In the filing, Sprague says the FJD’s attempts to get Newman to turn over certain case materials as part of a subpoena issuance have been fraught with problems.

“The FJD’s efforts to obtain Justice Newman’s full compliance with the Subpoena are tortured, highlighted by her innumerable delays, plainly fabricated attempts to avoid her deposition through claims of ill-health, repeated assertions of a non-existent privilege, and broken agreements, all culminating in a deliberate and willful violation of this Court’s clear order to turn over all documents responsive to the FJD’s Subpoena,” the contempt petition reads.

“ … Through their deliberately calculated gamesmanship of the discovery process and willful defiance of this Court’s orders, Justice Newman and Cohen have caused needless, inordinate delay and have caused the FJD to incur substantial costs and expenses in pursuing Justice Newman’s full compliance with the Subpoena for which they both must be held accountable.”

Newman was originally subpoenaed back in late November of last year. The FJD sought Newman’s deposition as well as papers and electronic communications that are said to be in her possession related to the botched family court deal.

The FJD and Supreme Court Justice Ronald Castille filed suit last October at Philadelphia’s Common Pleas Court against attorney Jeffrey B. Rotwitt and the firm for which he formerly worked, Obermayer Rebmann Maxwell & Hippel LLP.

Rotwitt had been retained by the FJD to scout out a potential site for a new Family Court building.

In its legal malpractice claim, the FJD alleges that Rotwitt had failed to divulge his relationship with the developer on the project.

The court system claims it was a conflict for Rotwitt to collect fees from both the FJD and the project’s developer.

Newman is involved in the case because she was the state Supreme Court’s liaison justice when the Family Court project first began.

Castille, who is a co-plaintiff in the case, is the high court’s current liaison justice on the project.

In subpoenaing Newman, the FJD seeks to find out what the former justice new about Rotwitt’s involvement with the developer.

Newman’s son, Jonathan, also formerly worked for Obermayer Rebmann.

Newman initially didn’t answer her subpoena on the claims that she had an undisclosed illness.
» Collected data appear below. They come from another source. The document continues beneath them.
use super::ServerContext;
use crate::application_port::*;
use crate::domain_model::*;
use crate::domain_port::StorageTx;
use tracing::{debug, error, info, warn};

#[derive(Debug, Clone, Copy, Eq, PartialEq)]
pub enum RequestState {
    Constructed,
    Validated,
    Committed,
    Failed,
}

/// One refresh-token grant: validation, then a single transaction that
/// locks the presented token, retires it and issues its successor.
pub struct RefreshTokenRequest<'s> {
    server: &'s ServerContext,
    refresh_token: Option<AccessToken>,
    credentials: Option<Credentials>,
    client: Option<Client>,
    params: RotationParams,
    scopes: Option<Scopes>,
    state: RequestState,
}

impl<'s> RefreshTokenRequest<'s> {
    /// `refresh_token` is the row located by the presented value, if any.
    /// Presented credentials are resolved to a client here.
    pub async fn new(
        server: &'s ServerContext,
        refresh_token: Option<AccessToken>,
        credentials: Option<Credentials>,
        params: RotationParams,
    ) -> Result<Self, OAuthError> {
        let client = match &credentials {
            Some(c) => {
                server
                    .client_directory
                    .find_by_credentials(&c.uid, &c.secret)
                    .await?
            }
            None => None,
        };

        Ok(Self {
            server,
            refresh_token,
            credentials,
            client,
            params,
            scopes: None,
            state: RequestState::Constructed,
        })
    }

    pub fn state(&self) -> RequestState {
        self.state
    }

    pub fn client(&self) -> Option<&Client> {
        self.client.as_ref()
    }

    /// Validate then execute.
    pub async fn authorize(mut self) -> Result<AccessToken, OAuthError> {
        self.validate()?;
        self.execute().await
    }

    /// Checks run in order and the first failure wins. Never touches the
    /// store.
    pub fn validate(&mut self) -> Result<(), OAuthError> {
        match self.check() {
            Ok(scopes) => {
                self.scopes = Some(scopes);
                self.state = RequestState::Validated;
                Ok(())
            }
            Err(e) => {
                debug!(error = %e, "refresh token request rejected");
                self.state = RequestState::Failed;
                Err(e)
            }
        }
    }

    fn check(&self) -> Result<Scopes, OAuthError> {
        let parameter_present = self
            .params
            .refresh_token
            .as_deref()
            .is_some_and(|v| !v.trim().is_empty());
        if self.refresh_token.is_none() && !parameter_present {
            return Err(OAuthError::InvalidRequest(
                "Missing required parameter: refresh_token.".to_string(),
            ));
        }

        let token = match &self.refresh_token {
            Some(t) if !t.is_revoked(self.server.clock.as_ref()) => t,
            Some(_) => {
                return Err(OAuthError::InvalidGrant(
                    "The refresh token has been revoked.".to_string(),
                ));
            }
            None => {
                return Err(OAuthError::InvalidGrant(
                    "The refresh token is invalid.".to_string(),
                ));
            }
        };

        if self.credentials.is_some() && self.client.is_none() {
            return Err(OAuthError::InvalidClient(
                "Client authentication failed due to unknown client or invalid secret."
                    .to_string(),
            ));
        }

        if let Some(client) = &self.client {
            if token.application_id != Some(client.id) {
                return Err(OAuthError::InvalidGrant(
                    "The refresh token was issued to another client.".to_string(),
                ));
            }
        }

        match self.params.requested_scope() {
            Some(requested) => {
                if self.server.scope_validator.is_subset(requested, &token.scopes) {
                    Ok(Scopes::from_string(requested))
                } else {
                    Err(OAuthError::InvalidScope(
                        "The requested scope exceeds the scope granted to the refresh token."
                            .to_string(),
                    ))
                }
            }
            None => Ok(token.scopes.clone()),
        }
    }

    /// Run the rotation transaction. Must follow a successful `validate`.
    pub async fn execute(mut self) -> Result<AccessToken, OAuthError> {
        if self.state != RequestState::Validated {
            return Err(OAuthError::InternalError(format!(
                "refresh token request executed in state {:?}",
                self.state
            )));
        }

        let server = self.server;
        let mut tx = server
            .tx_manager
            .begin()
            .await
            .map_err(|e| OAuthError::Store(e.to_string()))?;

        let outcome = self.rotate_in_tx(tx.as_mut()).await;
        match outcome {
            Ok(successor) => {
                tx.commit()
                    .await
                    .map_err(|e| OAuthError::Store(e.to_string()))?;
                self.state = RequestState::Committed;
                info!(
                    token_id = %successor.id,
                    application_id = ?successor.application_id,
                    "refresh token rotated"
                );
                Ok(successor)
            }
            Err(e) => {
                if let Err(rollback) = tx.rollback().await {
                    error!(error = %rollback, "rotation rollback failed");
                }
                self.state = RequestState::Failed;
                if let OAuthError::ReuseDetected(id) = &e {
                    warn!(
                        token_id = %id,
                        client = ?self.client.as_ref().map(|c| &c.uid),
                        "revoked refresh token presented again, possible replay"
                    );
                }
                Err(e)
            }
        }
    }

    async fn rotate_in_tx<'t>(
        &self,
        tx: &mut dyn StorageTx<'t>,
    ) -> Result<AccessToken, OAuthError> {
        let server = self.server;
        let repo = server.token_repo.as_ref();
        let clock = server.clock.as_ref();
        let config = &server.config;

        let presented = self.refresh_token.as_ref().ok_or_else(|| {
            OAuthError::InternalError("validated request lost its refresh token".to_string())
        })?;

        let mut locked = repo
            .lock_for_update_in_tx(tx, presented.id)
            .await?
            .ok_or_else(|| OAuthError::InvalidGrant("The refresh token is invalid.".to_string()))?;

        // Another rotation may have committed between validation and the lock.
        if locked.is_revoked(clock) {
            return Err(OAuthError::ReuseDetected(locked.id));
        }

        if config.refresh_token_revoked_on_use {
            locked.revoke(tx, repo, clock).await?;
        } else if locked.revoked_at().is_none() {
            // A retry inside the grace window keeps the first deadline.
            locked
                .revoke_in(tx, repo, clock, config.refresh_token_revoke_in)
                .await?;
        }

        let previous_successors = match locked.refresh_token_value() {
            Some(value) => repo.find_by_previous_refresh_token_in_tx(tx, value).await?,
            None => Vec::new(),
        };

        let successor = self.build_successor(&locked, &previous_successors);
        repo.create_in_tx(tx, &successor).await?;
        Ok(successor)
    }

    /// New token for the same client and owner. Reuses the refresh value of
    /// a successor already issued for `predecessor`, so duplicate rotations
    /// converge on one refresh token.
    fn build_successor(
        &self,
        predecessor: &AccessToken,
        previous_successors: &[AccessToken],
    ) -> AccessToken {
        let server = self.server;
        let config = &server.config;

        let existing_refresh = previous_successors
            .iter()
            .rev()
            .find_map(|t| t.refresh_token_value())
            .map(str::to_owned);
        if existing_refresh.is_some() {
            debug!(
                predecessor = %predecessor.id,
                "reusing refresh token of an earlier successor"
            );
        }
        let refresh_token = existing_refresh.or_else(|| {
            config
                .use_refresh_token
                .then(|| server.token_generator.generate())
        });

        AccessToken {
            id: TokenId::new_v4(),
            token: server.token_generator.generate(),
            refresh_token,
            application_id: predecessor.application_id,
            resource_owner_id: predecessor.resource_owner_id.clone(),
            scopes: self.scopes.clone().unwrap_or_else(|| predecessor.scopes.clone()),
            expires_in: server
                .lifetime_policy
                .access_token_expires_in(config, self.client.as_ref()),
            created_at: server.clock.now(),
            revoked_at: None,
            // Recorded under both policies so duplicate rotations find this one.
            previous_refresh_token: predecessor.refresh_token_value().map(str::to_owned),
            uses_refresh_token: config.use_refresh_token,
        }
    }
}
Other delays soon followed.

This spring, Newman filed a motion for protective order seeking to have the judge overseeing the case block her deposition on the grounds that she had “deliberative process privilege” dating to her days serving on the high court.

A judge subsequently denied Newman’s motion and ordered her to answer the subpoena.

In the contempt petition, Sprague asks the court to impose a fine of $10,000 per day on both Newman and Cohen until they comply with the subpoena.

The petition also seeks to have Newman ordered to provide the hard drives from any computers that Newman used to access her email account, along with her email password.

The FJD seeks to have its information technology experts conduct their own search for saved and possibly deleted emails relating to the subpoena.

Finally, the plaintiffs’ attorneys are asking a judge to award the FJD all costs and attorney’s fees incurred in bringing the petition for adjudication of contempt, together with the costs and lawyers’ fees previously incurred in obtaining Newman’s compliance with the subpoena.